_What is expected_. With both ends included, repeat exactly the lines of the entries below from the one containing "fn handle_disconnect(&mut self)" down to the one containing "auth failed, etc.)", and no others.

_Records from a data source_.
========================

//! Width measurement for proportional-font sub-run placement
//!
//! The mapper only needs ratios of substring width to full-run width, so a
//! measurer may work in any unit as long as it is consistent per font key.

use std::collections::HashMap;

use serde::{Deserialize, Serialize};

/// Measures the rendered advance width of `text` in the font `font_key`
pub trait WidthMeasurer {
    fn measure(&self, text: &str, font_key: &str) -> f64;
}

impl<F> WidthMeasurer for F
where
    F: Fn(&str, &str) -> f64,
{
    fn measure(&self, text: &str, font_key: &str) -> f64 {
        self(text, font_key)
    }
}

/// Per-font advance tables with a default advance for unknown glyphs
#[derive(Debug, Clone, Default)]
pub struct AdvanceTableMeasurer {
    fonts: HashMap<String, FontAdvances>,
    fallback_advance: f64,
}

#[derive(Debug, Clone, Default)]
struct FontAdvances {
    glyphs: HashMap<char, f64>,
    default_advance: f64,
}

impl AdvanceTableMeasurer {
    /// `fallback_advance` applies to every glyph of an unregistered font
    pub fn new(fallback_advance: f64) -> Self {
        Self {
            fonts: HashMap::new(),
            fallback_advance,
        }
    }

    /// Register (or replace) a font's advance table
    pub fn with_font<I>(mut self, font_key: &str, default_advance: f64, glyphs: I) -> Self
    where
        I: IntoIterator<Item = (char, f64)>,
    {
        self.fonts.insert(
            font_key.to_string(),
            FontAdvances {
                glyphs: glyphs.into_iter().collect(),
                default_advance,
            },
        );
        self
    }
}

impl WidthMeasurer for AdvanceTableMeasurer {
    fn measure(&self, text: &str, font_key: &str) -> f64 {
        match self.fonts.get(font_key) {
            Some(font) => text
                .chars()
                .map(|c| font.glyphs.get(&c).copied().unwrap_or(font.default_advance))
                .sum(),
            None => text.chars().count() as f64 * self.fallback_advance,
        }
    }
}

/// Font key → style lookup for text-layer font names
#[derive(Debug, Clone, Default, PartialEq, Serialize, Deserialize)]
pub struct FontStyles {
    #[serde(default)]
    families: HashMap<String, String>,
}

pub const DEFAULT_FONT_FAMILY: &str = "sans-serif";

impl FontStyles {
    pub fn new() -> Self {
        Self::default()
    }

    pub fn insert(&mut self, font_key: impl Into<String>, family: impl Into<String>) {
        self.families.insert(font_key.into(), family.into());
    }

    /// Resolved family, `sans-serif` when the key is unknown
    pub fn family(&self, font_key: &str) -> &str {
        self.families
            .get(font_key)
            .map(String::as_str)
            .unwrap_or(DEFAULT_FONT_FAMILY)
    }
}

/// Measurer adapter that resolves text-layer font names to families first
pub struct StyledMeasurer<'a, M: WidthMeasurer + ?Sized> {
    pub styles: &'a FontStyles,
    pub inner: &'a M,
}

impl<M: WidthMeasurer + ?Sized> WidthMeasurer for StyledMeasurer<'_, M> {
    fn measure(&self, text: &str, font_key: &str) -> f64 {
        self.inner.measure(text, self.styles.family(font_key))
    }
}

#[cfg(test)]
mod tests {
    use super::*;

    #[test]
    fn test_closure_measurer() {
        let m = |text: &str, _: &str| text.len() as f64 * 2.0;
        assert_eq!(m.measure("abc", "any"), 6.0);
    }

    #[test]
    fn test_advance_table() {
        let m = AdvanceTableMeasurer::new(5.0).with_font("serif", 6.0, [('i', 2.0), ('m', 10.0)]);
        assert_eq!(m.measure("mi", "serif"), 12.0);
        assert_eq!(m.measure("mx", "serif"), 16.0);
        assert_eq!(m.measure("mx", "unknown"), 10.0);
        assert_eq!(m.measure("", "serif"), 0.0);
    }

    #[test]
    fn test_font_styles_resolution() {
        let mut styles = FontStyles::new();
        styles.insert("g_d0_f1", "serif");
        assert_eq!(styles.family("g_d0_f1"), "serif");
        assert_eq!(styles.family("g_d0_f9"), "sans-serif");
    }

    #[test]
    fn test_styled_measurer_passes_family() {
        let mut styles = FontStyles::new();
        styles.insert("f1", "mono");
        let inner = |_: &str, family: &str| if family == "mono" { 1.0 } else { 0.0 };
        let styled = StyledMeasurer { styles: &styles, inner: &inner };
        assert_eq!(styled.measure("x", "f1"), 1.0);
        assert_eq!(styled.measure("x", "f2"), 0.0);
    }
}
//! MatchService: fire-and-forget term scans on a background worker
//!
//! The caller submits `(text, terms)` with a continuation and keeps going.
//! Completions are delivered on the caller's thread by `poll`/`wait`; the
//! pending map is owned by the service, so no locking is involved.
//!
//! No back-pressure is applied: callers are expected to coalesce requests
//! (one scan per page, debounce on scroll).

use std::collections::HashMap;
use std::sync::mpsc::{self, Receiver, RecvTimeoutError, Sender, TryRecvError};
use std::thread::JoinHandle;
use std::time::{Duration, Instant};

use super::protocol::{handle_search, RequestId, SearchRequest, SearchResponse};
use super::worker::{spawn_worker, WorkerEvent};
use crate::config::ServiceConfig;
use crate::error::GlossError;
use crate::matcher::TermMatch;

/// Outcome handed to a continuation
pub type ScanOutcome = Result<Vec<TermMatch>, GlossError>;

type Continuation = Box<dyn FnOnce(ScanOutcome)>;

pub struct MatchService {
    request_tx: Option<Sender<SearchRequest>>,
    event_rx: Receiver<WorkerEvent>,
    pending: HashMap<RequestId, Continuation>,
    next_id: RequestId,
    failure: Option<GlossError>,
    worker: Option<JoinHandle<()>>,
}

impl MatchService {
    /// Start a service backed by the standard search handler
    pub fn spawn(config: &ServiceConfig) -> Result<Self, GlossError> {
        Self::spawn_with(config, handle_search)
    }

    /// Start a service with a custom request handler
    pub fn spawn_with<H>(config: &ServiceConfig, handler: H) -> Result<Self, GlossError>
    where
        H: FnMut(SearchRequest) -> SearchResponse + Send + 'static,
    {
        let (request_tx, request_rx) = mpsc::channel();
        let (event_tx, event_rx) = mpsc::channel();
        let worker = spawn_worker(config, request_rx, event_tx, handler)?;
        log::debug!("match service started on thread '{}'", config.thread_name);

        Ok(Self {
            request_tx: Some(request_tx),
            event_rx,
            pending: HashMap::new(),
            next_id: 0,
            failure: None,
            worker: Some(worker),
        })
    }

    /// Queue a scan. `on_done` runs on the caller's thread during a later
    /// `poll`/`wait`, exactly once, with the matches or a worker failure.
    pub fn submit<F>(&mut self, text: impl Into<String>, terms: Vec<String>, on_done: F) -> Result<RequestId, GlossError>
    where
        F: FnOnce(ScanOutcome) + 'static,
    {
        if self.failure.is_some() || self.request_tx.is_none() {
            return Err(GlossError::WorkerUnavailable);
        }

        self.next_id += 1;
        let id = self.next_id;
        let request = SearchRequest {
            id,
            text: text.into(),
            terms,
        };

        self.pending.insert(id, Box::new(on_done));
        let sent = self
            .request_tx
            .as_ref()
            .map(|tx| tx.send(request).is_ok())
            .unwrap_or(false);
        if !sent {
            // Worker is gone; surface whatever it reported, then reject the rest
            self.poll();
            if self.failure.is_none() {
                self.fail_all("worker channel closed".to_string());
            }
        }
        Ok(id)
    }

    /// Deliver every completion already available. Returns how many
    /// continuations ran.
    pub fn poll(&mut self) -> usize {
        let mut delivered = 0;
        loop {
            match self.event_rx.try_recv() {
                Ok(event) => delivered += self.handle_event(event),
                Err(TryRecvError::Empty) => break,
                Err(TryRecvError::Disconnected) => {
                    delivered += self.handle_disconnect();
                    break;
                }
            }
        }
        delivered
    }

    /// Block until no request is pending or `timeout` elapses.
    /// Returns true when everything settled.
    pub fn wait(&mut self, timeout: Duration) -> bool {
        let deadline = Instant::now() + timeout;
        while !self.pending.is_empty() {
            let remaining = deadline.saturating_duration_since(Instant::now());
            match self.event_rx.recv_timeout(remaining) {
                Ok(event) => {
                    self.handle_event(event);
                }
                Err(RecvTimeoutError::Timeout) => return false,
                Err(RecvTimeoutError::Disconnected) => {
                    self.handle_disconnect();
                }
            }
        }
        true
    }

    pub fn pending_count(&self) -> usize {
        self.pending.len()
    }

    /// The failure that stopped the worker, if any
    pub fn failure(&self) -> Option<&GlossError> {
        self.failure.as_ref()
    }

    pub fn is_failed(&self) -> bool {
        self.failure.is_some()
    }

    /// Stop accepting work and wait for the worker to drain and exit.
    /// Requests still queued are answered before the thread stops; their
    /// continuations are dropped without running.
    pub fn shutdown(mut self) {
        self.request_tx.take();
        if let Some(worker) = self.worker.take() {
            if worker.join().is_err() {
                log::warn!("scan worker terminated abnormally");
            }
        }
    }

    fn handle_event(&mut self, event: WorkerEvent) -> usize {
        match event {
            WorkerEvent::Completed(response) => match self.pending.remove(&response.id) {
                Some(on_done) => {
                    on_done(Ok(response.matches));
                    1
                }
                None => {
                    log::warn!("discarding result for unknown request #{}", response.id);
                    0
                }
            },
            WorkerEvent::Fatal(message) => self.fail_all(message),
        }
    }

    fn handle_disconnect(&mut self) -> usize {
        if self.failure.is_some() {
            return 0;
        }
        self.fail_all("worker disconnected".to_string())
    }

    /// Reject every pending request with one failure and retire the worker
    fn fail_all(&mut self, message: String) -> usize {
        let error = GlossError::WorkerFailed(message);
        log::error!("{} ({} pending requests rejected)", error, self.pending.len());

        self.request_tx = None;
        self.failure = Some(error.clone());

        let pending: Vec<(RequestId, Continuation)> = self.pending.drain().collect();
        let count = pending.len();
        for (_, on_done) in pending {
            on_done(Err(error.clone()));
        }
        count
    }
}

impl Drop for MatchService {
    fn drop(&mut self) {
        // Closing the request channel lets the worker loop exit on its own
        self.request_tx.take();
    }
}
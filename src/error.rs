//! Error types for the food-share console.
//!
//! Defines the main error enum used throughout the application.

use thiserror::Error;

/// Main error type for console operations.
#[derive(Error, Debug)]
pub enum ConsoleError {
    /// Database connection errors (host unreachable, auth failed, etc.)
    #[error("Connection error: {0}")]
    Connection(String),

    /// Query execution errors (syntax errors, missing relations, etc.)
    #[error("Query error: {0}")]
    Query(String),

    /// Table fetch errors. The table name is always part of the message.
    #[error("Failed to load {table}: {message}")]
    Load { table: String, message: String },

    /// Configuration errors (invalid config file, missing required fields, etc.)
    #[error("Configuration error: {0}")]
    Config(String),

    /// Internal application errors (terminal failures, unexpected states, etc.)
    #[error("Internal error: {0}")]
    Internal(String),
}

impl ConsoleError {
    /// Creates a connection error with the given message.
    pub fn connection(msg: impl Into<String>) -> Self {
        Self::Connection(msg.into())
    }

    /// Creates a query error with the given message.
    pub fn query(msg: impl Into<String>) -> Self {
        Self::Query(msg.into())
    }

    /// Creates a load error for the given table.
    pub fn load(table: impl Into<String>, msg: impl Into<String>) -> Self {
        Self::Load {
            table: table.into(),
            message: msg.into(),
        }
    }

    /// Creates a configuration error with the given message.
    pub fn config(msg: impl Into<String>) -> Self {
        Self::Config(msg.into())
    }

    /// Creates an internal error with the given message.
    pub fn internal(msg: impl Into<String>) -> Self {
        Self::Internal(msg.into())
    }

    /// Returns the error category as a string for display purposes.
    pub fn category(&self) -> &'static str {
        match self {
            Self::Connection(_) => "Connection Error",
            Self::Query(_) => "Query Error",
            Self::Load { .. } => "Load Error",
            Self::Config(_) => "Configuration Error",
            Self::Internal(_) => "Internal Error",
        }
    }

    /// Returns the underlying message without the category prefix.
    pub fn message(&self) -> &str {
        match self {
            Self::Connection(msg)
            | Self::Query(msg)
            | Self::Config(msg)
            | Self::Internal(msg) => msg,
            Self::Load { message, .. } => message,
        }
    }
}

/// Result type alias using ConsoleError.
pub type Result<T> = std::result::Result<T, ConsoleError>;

========================

_Your response_.
    fn handle_disconnect(&mut self) -> usize {
        if self.failure.is_some() {
            return 0;
        }
        self.fail_all("worker disconnected".to_string())
    }

    /// Reject every pending request with one failure and retire the worker
    fn fail_all(&mut self, message: String) -> usize {
        let error = GlossError::WorkerFailed(message);
        log::error!("{} ({} pending requests rejected)", error, self.pending.len());

        self.request_tx = None;
        self.failure = Some(error.clone());

        let pending: Vec<(RequestId, Continuation)> = self.pending.drain().collect();
        let count = pending.len();
        for (_, on_done) in pending {
            on_done(Err(error.clone()));
        }
        count
    }
}

impl Drop for MatchService {
    fn drop(&mut self) {
        // Closing the request channel lets the worker loop exit on its own
        self.request_tx.take();
    }
}
filename src/error.rs
//! Error types for the food-share console.
//!
//! Defines the main error enum used throughout the application.

use thiserror::Error;

/// Main error type for console operations.
#[derive(Error, Debug)]
pub enum ConsoleError {
    /// Database connection errors (host unreachable, auth failed, etc.)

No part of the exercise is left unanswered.